Someone might need a permit for kicking some sand into a jurisdictional water.[23] Property owners could be required to secure a permit if there is a discharge of dredged material (material excavated or dredged from waters of the U.S.) or fill material (“material placed in waters such that dry land replaces water—or a portion thereof—or the water’s bottom elevation changes”).[24]

In other words, common activities, from farming to home building, could require a permit. Farmers, local governments, and others who would be affected do not “want to pollute or destroy a jurisdictional water,” but instead want to use their property for ordinary everyday uses. Many people simply want to use their property to make an honest living. A 2012 Supreme Court case, Sackett v. EPA,[25] highlights an egregious instance of regulatory enforcement whereby the EPA sought to impose fines of $75,000 a day on a couple for placing gravel on virtually dry land to build a home in a built-out subdivision.[26] This couple wanted to build a home, not “pollute or destroy a jurisdictional water.”

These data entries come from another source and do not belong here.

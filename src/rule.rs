//! Rewrite rules and the per-operation rule table.

use std::collections::HashMap;

use serde::{Deserialize, Serialize};
use tracing::debug;

use crate::config::{ConfigError, RewriteConfig};

/// How the backend path is derived from the original request path.
#[derive(Debug, Clone, Copy, PartialEq, Eq, Serialize, Deserialize)]
#[serde(rename_all = "snake_case")]
pub enum RewriteMode {
    /// Replace the path entirely with the configured value, carrying over
    /// only query parameters.
    ConstantAddress,
    /// Prepend the configured prefix to the whole original path.
    AppendPathToAddress,
}

impl RewriteMode {
    /// Stable name used in logs and metrics labels.
    pub fn as_str(&self) -> &'static str {
        match self {
            RewriteMode::ConstantAddress => "constant_address",
            RewriteMode::AppendPathToAddress => "append_path_to_address",
        }
    }
}

/// A compiled rewrite rule for one operation.
#[derive(Debug, Clone, PartialEq, Eq)]
pub struct RewriteRule {
    /// Rewrite mode
    pub mode: RewriteMode,
    /// Replacement path or prepended prefix, depending on mode
    pub path_prefix: String,
}

impl RewriteRule {
    pub fn new(mode: RewriteMode, path_prefix: impl Into<String>) -> Self {
        Self {
            mode,
            path_prefix: path_prefix.into(),
        }
    }
}

/// Immutable operation -> rule mapping, built once at startup and shared
/// read-only across request tasks.
#[derive(Debug, Clone, Default)]
pub struct RuleTable {
    rules: HashMap<String, RewriteRule>,
}

impl RuleTable {
    /// Build a table from an ordered sequence of (operation, rule) pairs.
    ///
    /// A later entry for the same operation overwrites the earlier one.
    /// Empty operation identifiers are rejected here, at configuration time;
    /// `lookup` assumes pre-validated keys.
    pub fn build(
        pairs: impl IntoIterator<Item = (String, RewriteRule)>,
    ) -> Result<Self, ConfigError> {
        let mut rules = HashMap::new();
        for (operation, rule) in pairs {
            if operation.is_empty() {
                return Err(ConfigError::EmptyOperation);
            }
            if let Some(previous) = rules.insert(operation.clone(), rule) {
                debug!(
                    operation = %operation,
                    previous_prefix = %previous.path_prefix,
                    "Duplicate rewrite rule, keeping the later entry"
                );
            }
        }
        Ok(Self { rules })
    }

    /// Build a table from parsed configuration, preserving rule order.
    pub fn from_config(config: &RewriteConfig) -> Result<Self, ConfigError> {
        Self::build(config.rules.iter().map(|r| {
            (
                r.operation.clone(),
                RewriteRule::new(r.mode, r.path_prefix.clone()),
            )
        }))
    }

    /// Look up the rule for an operation. Pure read, no side effects.
    pub fn lookup(&self, operation: &str) -> Option<&RewriteRule> {
        self.rules.get(operation)
    }

    /// Number of configured operations.
    pub fn len(&self) -> usize {
        self.rules.len()
    }

    pub fn is_empty(&self) -> bool {
        self.rules.is_empty()
    }
}
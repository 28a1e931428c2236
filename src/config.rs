//! Configuration types for the rewrite engine.

use serde::{Deserialize, Serialize};

use crate::rule::RewriteMode;

/// Main configuration for the rewrite engine.
#[derive(Debug, Clone, Serialize, Deserialize)]
#[serde(default)]
pub struct RewriteConfig {
    /// Configuration version
    pub version: String,
    /// Rewrite rules, one per operation (later entries win on duplicates)
    pub rules: Vec<RuleConfig>,
}

impl Default for RewriteConfig {
    fn default() -> Self {
        Self {
            version: "1".to_string(),
            rules: vec![],
        }
    }
}

/// A single per-operation rewrite rule.
#[derive(Debug, Clone, Serialize, Deserialize)]
pub struct RuleConfig {
    /// Operation identifier this rule applies to (case-sensitive, non-empty)
    pub operation: String,
    /// Optional description
    #[serde(default)]
    pub description: String,
    /// Rewrite mode
    pub mode: RewriteMode,
    /// Replacement path (constant_address) or prepended prefix
    /// (append_path_to_address)
    pub path_prefix: String,
}

/// Errors raised while turning configuration into a rule table.
#[derive(Debug, thiserror::Error)]
pub enum ConfigError {
    #[error("rewrite rule has an empty operation identifier")]
    EmptyOperation,
}
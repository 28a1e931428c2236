//! Backend path rewriting for HTTP gateways.
//!
//! For each inbound request that an upstream stage has classified into a named
//! operation, this crate looks up a per-operation rewrite rule and computes
//! the path the request is forwarded with:
//!
//! - **constant_address** replaces the path with a fixed value, carrying over
//!   query parameters from the original request and from path-template
//!   extraction.
//! - **append_path_to_address** prepends a fixed prefix to the whole original
//!   path.
//!
//! Requests without an operation or without a matching rule pass through
//! unchanged; the rewrite never rejects a request.
//!
//! ## Configuration Example
//!
//! ```yaml
//! version: "1"
//! rules:
//!   - operation: "ListShelves"
//!     mode: constant_address
//!     path_prefix: "/v1/shelves"
//!   - operation: "CreateBook"
//!     mode: append_path_to_address
//!     path_prefix: "/books-backend"
//! ```

pub mod config;
pub mod context;
pub mod engine;
pub mod rewriter;
pub mod rule;

pub use config::{ConfigError, RewriteConfig};
pub use context::RewriteContext;
pub use engine::{EngineError, RewriteEngine, StatsSnapshot};
pub use rewriter::{rewrite, RewriteOutcome};
pub use rule::{RewriteMode, RewriteRule, RuleTable};
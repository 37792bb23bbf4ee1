use serde::{Deserialize, Serialize};

use super::schema::SchemaOrRef;

/// Parameter location.
#[derive(Debug, Clone, Copy, PartialEq, Eq, Serialize, Deserialize)]
#[serde(rename_all = "lowercase")]
pub enum ParameterLocation {
    Query,
    Header,
    Path,
    Cookie,
}

/// An API parameter.
#[derive(Debug, Clone, PartialEq, Serialize, Deserialize)]
pub struct Parameter {
    pub name: String,

    #[serde(rename = "in")]
    pub location: ParameterLocation,

    #[serde(skip_serializing_if = "Option::is_none")]
    pub description: Option<String>,

    #[serde(default)]
    pub required: bool,

    #[serde(skip_serializing_if = "Option::is_none")]
    pub deprecated: Option<bool>,

    #[serde(skip_serializing_if = "Option::is_none")]
    pub schema: Option<SchemaOrRef>,
}

/// A reference or inline parameter.
#[derive(Debug, Clone, PartialEq, Serialize, Deserialize)]
#[serde(untagged)]
pub enum ParameterOrRef {
    Ref {
        #[serde(rename = "$ref")]
        ref_path: String,
    },
    Parameter(Parameter),
}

As more waters are deemed jurisdictional, property owners will have to secure more permits or simply choose not to engage in certain activities due to the cost and time of securing a permit. Through these new restrictions, the value of their property may very well decline. Many property owners may not even know that their property has a jurisdictional water because its existence will often be far from clear—even to the EPA and the Corps—and it will often be based on a subjective determination.

In the recent Eighth Circuit Court of Appeals case Hawkes v. Corps,[27] Judge Jane Kelly explains in her concurrence the problems with not knowing whether the CWA applies:

In my view, the Court in Sackett was concerned with just how difficult and confusing it can be for a landowner to predict whether or not his or her land falls within CWA jurisdiction—a threshold determination that puts the administrative process in motion. This is a unique aspect of the CWA; most laws do not require the hiring of expert consultants to determine if they even apply to you or your property.[28] (Emphasis added.)

3. The Rule Exceeds the Broadest Interpretation of Supreme Court Precedent on CWA Jurisdiction.

On its WOTUS rule website the EPA claims, “The proposed rule is consistent with the Supreme Court’s more narrow reading of Clean Water Act jurisdiction.”[29] In reality, the EPA and Corps have taken the Court’s broadest reading and then gone beyond that.

Justice Antonin Scalia, writing for a four-Justice plurality in Rapanos v. United States, took the narrowest (and most supportable) reading of CWA jurisdiction:

[T]he phrase “the waters of the United States” includes only those relatively permanent, standing or continuously flowing bodies of water “forming geographic features” that are described in ordinary parlance as “streams … oceans, rivers, [and] lakes.” The phrase does not include channels through which water flows intermittently or ephemerally, or channels that periodically provide drainage for rainfall.[30]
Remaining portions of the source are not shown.